Questions from Chapter 62
1. As pastors, how do we serve as ‘watchmen’ in the local church?
2. How does V. 8 help us to rely on the power of God in the work of perfecting the church?
Chapter 63-64 Main Idea: God’s passionate response to sin, both in wrath
for the nations and discipline for His people, should call forth persistent and
fervent prayer from God’s people.
The opening verses, in fact most of these 2 chapters, can be terrifying. It
speaks graphically of the wrath of God, which should not necessarily be terrifying to a believer, but still
should make us tremble in the knowledge that so very many that we know will face the wrath of God.
So, in addition to being terrifying, it is also an inspiration for evangelism.
Revelation 6: 17 when God’s wrath comes, who is able to stand?
1 Thessalonians 1: 10 Christ will rescue us from the coming wrath
V. 1 Someone comes from Edom, the homeland of the descendants of Esau, from Bozrah, the capital
city, present day Jordan.
He is wearing dyed garments…at least it appears that way.
The man announces that He speaks in righteousness, which limits the identity to Christ.

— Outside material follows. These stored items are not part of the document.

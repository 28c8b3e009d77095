use async_trait::async_trait;
use teloxide::{prelude::*, types::ParseMode};

use tgclone_core::{
    domain::ChatId, errors::Error, formatting::format_progress_html, ports::ProgressNotifier,
    progress::ProgressSnapshot, Result,
};

/// Posts progress cards to the chat that started the run.
#[derive(Clone)]
pub struct TelegramNotifier {
    bot: Bot,
    chat: ChatId,
}

impl TelegramNotifier {
    pub fn new(bot: Bot, chat: ChatId) -> Self {
        Self { bot, chat }
    }
}

#[async_trait]
impl ProgressNotifier for TelegramNotifier {
    async fn notify(&self, snapshot: &ProgressSnapshot) -> Result<()> {
        self.bot
            .send_message(
                teloxide::types::ChatId(self.chat.0),
                format_progress_html(snapshot),
            )
            .parse_mode(ParseMode::Html)
            .await
            .map_err(|e| Error::External(format!("telegram error: {e}")))?;
        Ok(())
    }
}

He is ‘mighty to
save’.
V. 2-3 Why does it appear that you have been treading in the winepress? Because He has been
(symbolically). In His anger against those who have been disobedient, He ‘trampled them in [His] fury’.
Revelation 14: 19
Was Edom more guilty than anyone else? This is likely representative of all the godless nations, those
who are in rebellion against God.
V. 4-6 This won’t be fulfilled until the second coming of Christ.
But there will be and have been many ‘dress rehearsals’ of God’s judgment. All of them are merely a
foretaste of God’s final wrath.
It’s interesting that Jesus says, ‘I have trodden the winepress alone’. There was no one with Me.
No one else is worthy…Christ alone can execute this judgment.
Now we return, as we so often do, to the loving kindness of the Lord.
V. 7-8 The contrast is striking, from the fury that the disobedience brought, to the great goodness of
God toward the house of Israel.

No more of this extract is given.